The inhibition of fusion by neomycin, anti-PI(4)P or anti-PI(4,5)P2 could be overcome by readdition of PI(4)P or PI(4,5)P2, respectively (Figures 2, A and B). Approximately 300 μM externally added PI(4)P or PI(4,5)P2 is required to rescue fusion. Higher concentrations inhibit the reaction. This inhibition may be due to nonspecific, possibly detergent-like effects, because it also is seen with vacuoles that had not been exposed to antibodies (Figure 2). The PI(4,5)P2-rescued reaction was still ATP dependent and sensitive to inhibition by antibody to Sec18p (Figure 2C). Therefore, the rescued reaction followed the authentic pathway.

Figure 2.

Figure 2

Inhibition by neomycin or antibodies is reversible. Vacuoles were preincubated as in Figure 1 with (A) neomycin (300 μM), (B) antibodies to PI(4)P or to PI(4,5)P2 (35 μM), or with buffer only.
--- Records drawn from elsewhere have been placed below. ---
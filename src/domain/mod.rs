//! Domain layer: entity types, request payloads, errors and trait
//! contracts. Depends on nothing above it.

pub mod error;
pub mod traits;
pub mod types;

pub use error::{AppError, ConfigError, ReferenceError, StoreError, ValidationError};
pub use traits::{PeerKind, Record, ReferenceChecker, verify_references};
pub use types::{
    Aluno, CreateAlunoRequest, CreateNotaRequest, CreateProfessorRequest, CreateReservaRequest,
    CreateTarefaRequest, CreateTurmaRequest, EntityId, ErrorDetail, ErrorResponse, Nota, Professor,
    Reserva, Tarefa, Turma, UpdateAlunoRequest, UpdateNotaRequest, UpdateProfessorRequest,
    UpdateReservaRequest, UpdateTarefaRequest, UpdateTurmaRequest,
};
//! Per-service application state.
//!
//! Each service owns its stores; services that validate foreign keys
//! also hold a reference checker. Everything is injected through the
//! constructor so tests can swap in mocks, and handlers never reach
//! for global state.

use std::sync::Arc;

use crate::domain::{Aluno, Nota, Professor, ReferenceChecker, Reserva, Tarefa, Turma};
use crate::infra::MemoryStore;

/// Roster service: professors, classes and students. Owns the records
/// the other services reference, so it performs no outbound checks.
#[derive(Clone)]
pub struct GerenciamentoState {
    pub professores: Arc<MemoryStore<Professor>>,
    pub turmas: Arc<MemoryStore<Turma>>,
    pub alunos: Arc<MemoryStore<Aluno>>,
}

impl GerenciamentoState {
    #[must_use]
    pub fn new() -> Self {
        Self {
            professores: Arc::new(MemoryStore::new()),
            turmas: Arc::new(MemoryStore::new()),
            alunos: Arc::new(MemoryStore::new()),
        }
    }
}

impl Default for GerenciamentoState {
    fn default() -> Self {
        Self::new()
    }
}

/// Assignment service: assignments and their grades. Professors,
/// classes and students are confirmed against the roster service.
#[derive(Clone)]
pub struct TarefasState {
    pub tarefas: Arc<MemoryStore<Tarefa>>,
    pub notas: Arc<MemoryStore<Nota>>,
    pub gerenciamento: Arc<dyn ReferenceChecker>,
}

impl TarefasState {
    #[must_use]
    pub fn new(gerenciamento: Arc<dyn ReferenceChecker>) -> Self {
        Self {
            tarefas: Arc::new(MemoryStore::new()),
            notas: Arc::new(MemoryStore::new()),
            gerenciamento,
        }
    }
}

/// Booking service: room reservations, with classes confirmed against
/// the roster service.
#[derive(Clone)]
pub struct ReservasState {
    pub reservas: Arc<MemoryStore<Reserva>>,
    pub gerenciamento: Arc<dyn ReferenceChecker>,
}

impl ReservasState {
    #[must_use]
    pub fn new(gerenciamento: Arc<dyn ReferenceChecker>) -> Self {
        Self {
            reservas: Arc::new(MemoryStore::new()),
            gerenciamento,
        }
    }
}

#[cfg(test)]
mod tests {
    use super::*;
    use crate::test_utils::MockReferenceChecker;

    #[test]
    fn test_states_are_clone_and_share_stores() {
        let state = GerenciamentoState::new();
        let cloned = state.clone();
        assert!(Arc::ptr_eq(&state.professores, &cloned.professores));
        assert!(Arc::ptr_eq(&state.alunos, &cloned.alunos));
    }

    #[test]
    fn test_tarefas_state_holds_injected_checker() {
        let checker = Arc::new(MockReferenceChecker::new());
        let state = TarefasState::new(checker.clone());
        let cloned = state.clone();
        assert!(Arc::ptr_eq(&state.tarefas, &cloned.tarefas));
        assert_eq!(checker.call_count(), 0);
    }
}
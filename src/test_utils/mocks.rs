//! Mock implementations for testing.

use std::collections::HashSet;
use std::sync::Mutex;
use std::sync::atomic::{AtomicBool, AtomicU64, Ordering};

use async_trait::async_trait;

use crate::domain::{EntityId, PeerKind, ReferenceChecker};

/// In-memory reference checker with a configurable set of known records.
///
/// `unavailable` simulates a peer outage: every lookup reads as
/// non-existent, which is exactly what the HTTP implementation reports
/// on timeout or transport failure.
pub struct MockReferenceChecker {
    known: Mutex<HashSet<(PeerKind, EntityId)>>,
    unavailable: AtomicBool,
    call_count: AtomicU64,
}

impl MockReferenceChecker {
    /// Creates a checker that knows no records.
    #[must_use]
    pub fn new() -> Self {
        Self {
            known: Mutex::new(HashSet::new()),
            unavailable: AtomicBool::new(false),
            call_count: AtomicU64::new(0),
        }
    }

    /// Creates a checker that behaves like an unreachable peer.
    #[must_use]
    pub fn unavailable() -> Self {
        let checker = Self::new();
        checker.set_unavailable(true);
        checker
    }

    /// Registers a record the checker will report as existing.
    pub fn allow(&self, kind: PeerKind, id: EntityId) {
        self.known.lock().unwrap().insert((kind, id));
    }

    /// Forgets a previously registered record.
    pub fn revoke(&self, kind: PeerKind, id: EntityId) {
        self.known.lock().unwrap().remove(&(kind, id));
    }

    pub fn set_unavailable(&self, unavailable: bool) {
        self.unavailable.store(unavailable, Ordering::Relaxed);
    }

    /// Number of lookups performed, across all kinds.
    pub fn call_count(&self) -> u64 {
        self.call_count.load(Ordering::Relaxed)
    }
}

impl Default for MockReferenceChecker {
    fn default() -> Self {
        Self::new()
    }
}

#[async_trait]
impl ReferenceChecker for MockReferenceChecker {
    async fn exists(&self, kind: PeerKind, id: EntityId) -> bool {
        self.call_count.fetch_add(1, Ordering::Relaxed);
        if self.unavailable.load(Ordering::Relaxed) {
            return false;
        }
        self.known.lock().unwrap().contains(&(kind, id))
    }
}

#[cfg(test)]
mod tests {
    use super::*;

    #[tokio::test]
    async fn test_mock_reports_registered_records() {
        let checker = MockReferenceChecker::new();
        checker.allow(PeerKind::Turma, 1);

        assert!(checker.exists(PeerKind::Turma, 1).await);
        assert!(!checker.exists(PeerKind::Turma, 2).await);
        assert!(!checker.exists(PeerKind::Professor, 1).await);
        assert_eq!(checker.call_count(), 3);
    }

    #[tokio::test]
    async fn test_unavailable_hides_registered_records() {
        let checker = MockReferenceChecker::new();
        checker.allow(PeerKind::Aluno, 1);
        checker.set_unavailable(true);
        assert!(!checker.exists(PeerKind::Aluno, 1).await);

        checker.set_unavailable(false);
        assert!(checker.exists(PeerKind::Aluno, 1).await);
    }

    #[tokio::test]
    async fn test_revoke() {
        let checker = MockReferenceChecker::new();
        checker.allow(PeerKind::Professor, 5);
        checker.revoke(PeerKind::Professor, 5);
        assert!(!checker.exists(PeerKind::Professor, 5).await);
    }
}
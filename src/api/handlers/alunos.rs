//! CRUD handlers for students.
//!
//! `media_final` is derived from the two term grades and recomputed on
//! every write; it is never accepted from the client.

use axum::{
    Json,
    extract::{Path, State},
    http::StatusCode,
};
use tracing::info;
use validator::Validate;

use crate::api::extract::AppJson;
use crate::app::GerenciamentoState;
use crate::domain::{Aluno, AppError, CreateAlunoRequest, EntityId, UpdateAlunoRequest};

pub async fn list(State(state): State<GerenciamentoState>) -> Result<Json<Vec<Aluno>>, AppError> {
    Ok(Json(state.alunos.list()?))
}

pub async fn get(
    State(state): State<GerenciamentoState>,
    Path(id): Path<EntityId>,
) -> Result<Json<Aluno>, AppError> {
    let aluno = state
        .alunos
        .get(id)?
        .ok_or_else(|| AppError::not_found(id))?;
    Ok(Json(aluno))
}

pub async fn create(
    State(state): State<GerenciamentoState>,
    AppJson(payload): AppJson<CreateAlunoRequest>,
) -> Result<(StatusCode, Json<Aluno>), AppError> {
    payload.validate()?;
    let created = state.alunos.insert(Aluno::from(payload))?;
    info!(id = created.id, "aluno created");
    Ok((StatusCode::CREATED, Json(created)))
}

pub async fn update(
    State(state): State<GerenciamentoState>,
    Path(id): Path<EntityId>,
    AppJson(patch): AppJson<UpdateAlunoRequest>,
) -> Result<Json<Aluno>, AppError> {
    patch.validate()?;
    let updated = state.alunos.update(id, |aluno| aluno.apply(patch))?;
    Ok(Json(updated))
}

pub async fn remove(
    State(state): State<GerenciamentoState>,
    Path(id): Path<EntityId>,
) -> Result<StatusCode, AppError> {
    state.alunos.remove(id)?;
    info!(id, "aluno removed");
    Ok(StatusCode::NO_CONTENT)
}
The samples were then supplemented to yield complete fusion reactions, mixed with the indicated amounts of PI(4)P or PI(4,5)P2, incubated for 70 min at 27°C, and assayed for fusion. (C) The rescued reaction is ATP and Sec18p dependent. Preincubations were performed with anti-PI(4,5)P2 as in (B). Where indicated, PI(4,5)P2 was added to reactivate the vacuoles. Affinity-purified antibodies to Sec18p and the ATP-regenerating system were added as indicated, and the samples were incubated for 70 min at 27°C. Then fusion was assayed.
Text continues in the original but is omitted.